UCL Centre for Advanced Biomedical Imaging

The Centre for Advanced Biomedical Imaging is a multidisciplinary research Centre for biomedical imaging that aims to develop novel imaging techniques to improve health and well-being.

Wellcome Centre for Human Neuroimaging

The Wellcome Trust Centre of Neuroimaging brings together clinicians and scientists who study higher cognitive function using neuroimaging techniques. Their goal is to understand how thought and behaviour arise from brain activity, and how such processes break down in neurological and psychiatric disease. Their research groups study all aspects of higher cognitive function including vision, hearing, memory, language, reasoning, emotion, decision making and social interactions.

Birkbeck-UCL Centre for Neuroimaging (BUCNI)

BUCNI provides state of the art magnetic imaging facilities for Birkbeck and UCL staff, and promotes inter-institutional collaboration and innovation. BUCNI is home to a Siemens Avanto 1.5 Tesla MRI scanner that is equipped with several specialized surface and head coils (including a 32-channel head coil) for high-resolution neuroimaging.

Biosciences EM Facility

The main Biosciences Electron Microscopy (EM) Facility has a number of Transmission Electron Microscopes (TEM) and Scanning Electron Microscopes (SEM), including a new field emission scanning microscope. The Facility also contains a sample preparation laboratory, with a range of preparation equipment. It runs as a multi user facility or on a service basis, which allows users the choice as to what level of involvement they wish to have.

Centre for Medical Image Computing (CMIC)

The remit of CMIC covers the mathematics, physics, computation and engineering of medical image acquisition, information processing, image analysis and computer assisted interventions.

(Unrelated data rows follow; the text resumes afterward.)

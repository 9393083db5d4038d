use crate::types::{Dimensions, Point};

/// Top-left of the view window centred on `target`, clamped per axis to
/// `[0, level - screen]`. When the level is smaller than the screen the
/// lower bound wins and the offset is 0.
pub fn camera_follow(target: Point, level: Dimensions, screen: Dimensions) -> Point {
    Point::new(
        clamp_axis(target.x - screen.width / 2, level.width - screen.width),
        clamp_axis(target.y - screen.height / 2, level.height - screen.height),
    )
}

fn clamp_axis(offset: i32, max: i32) -> i32 {
    offset.min(max).max(0)
}

/// Move `current` a fraction `lerp` of the way toward `target`. A lerp of
/// 1.0 or more lands exactly on the target.
pub fn smooth_follow(current: Point, target: Point, lerp: f64) -> Point {
    if lerp >= 1.0 {
        return target;
    }
    let lerp = lerp.max(0.0);
    let step = |from: i32, to: i32| from + ((to - from) as f64 * lerp).round() as i32;
    Point::new(step(current.x, target.x), step(current.y, target.y))
}

#[cfg(test)]
mod tests {
    use super::*;

    const SCREEN: Dimensions = Dimensions {
        width: 1000,
        height: 800,
    };

    #[test]
    fn centres_target_inside_large_level() {
        let level = Dimensions { width: 3000, height: 2000 };
        assert_eq!(
            camera_follow(Point::new(1500, 1000), level, SCREEN),
            Point::new(1000, 600)
        );
    }

    #[test]
    fn clamps_at_level_edges() {
        let level = Dimensions { width: 3000, height: 2000 };
        assert_eq!(camera_follow(Point::new(-500, -500), level, SCREEN), Point::new(0, 0));
        assert_eq!(
            camera_follow(Point::new(9000, 9000), level, SCREEN),
            Point::new(2000, 1200)
        );
    }

    #[test]
    fn small_level_pins_to_origin() {
        let level = Dimensions { width: 288, height: 288 };
        assert_eq!(camera_follow(Point::new(900, 700), level, SCREEN), Point::new(0, 0));
    }

    #[test]
    fn offset_stays_in_bounds_for_any_target() {
        let level = Dimensions { width: 2400, height: 1100 };
        for x in (-3000..6000).step_by(137) {
            for y in (-3000..6000).step_by(151) {
                let off = camera_follow(Point::new(x, y), level, SCREEN);
                assert!((0..=level.width - SCREEN.width).contains(&off.x));
                assert!((0..=level.height - SCREEN.height).contains(&off.y));
            }
        }
    }

    #[test]
    fn smooth_follow_closes_gap_fractionally() {
        let from = Point::new(0, 100);
        let to = Point::new(100, 0);
        assert_eq!(smooth_follow(from, to, 0.25), Point::new(25, 75));
        assert_eq!(smooth_follow(from, to, 1.0), to);
        assert_eq!(smooth_follow(from, to, 0.0), from);
    }
}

Proteomics Research Core Facility (PRCF)

The Proteomics Research Core Facility (PRCF) offers collaborative proteomics research support for projects at the Cancer Institute and within the CRUK UCL Centre. Electrospray Quadrupole-Time of Flight Mass Spectrometry (ESI-QTOF) coupled to a Nano UPLC is the technique used to identify proteins within a complex mixture such as a tissue homogenate or an IP experiment.

UCL Genomics

UCL Genomics is a collaborative research facility with expertise in state-of-the-art genomics technologies, genomics project design and data analysis.

Zebrafish Facility

The Zebrafish Facility breeds zebrafish, small tropical fish, that have become one of the favoured animal model systems for studying gene function during embryonic development, genetic analyses of disease, neural circuit function and behaviour. There are many research groups using zebrafish for research at UCL.

UCL Transgenic Service

The UCL Transgenic Service provides state of the art techniques and expertise in the creation, manipulation and delivery of genetically modified embryonic stem cell lines and mouse models.

UCL Human Tissue Biobanks

UCL Human Tissue Biobanks at UCL aims to maximise the value of data and biospecimen repositories across all campuses.

Sainsbury Wellcome Centre for Neural Circuits and Behaviour

The Sainsbury Wellcome Centre brings together world-leading neuroscientists driven by a common scientific goal: to understand how neural circuits in the brain give rise to the fundamental processes underpinning behaviour.

Gatsby Computational Neuroscience Unit

The Gatsby Computational Neuroscience Unit was created at University College London (UCL) in July 1998, funded by the Gatsby Charitable Foundation . The Unit consists of five faculty members, about ten post-doctoral researchers, about fifteen research students and five support staff.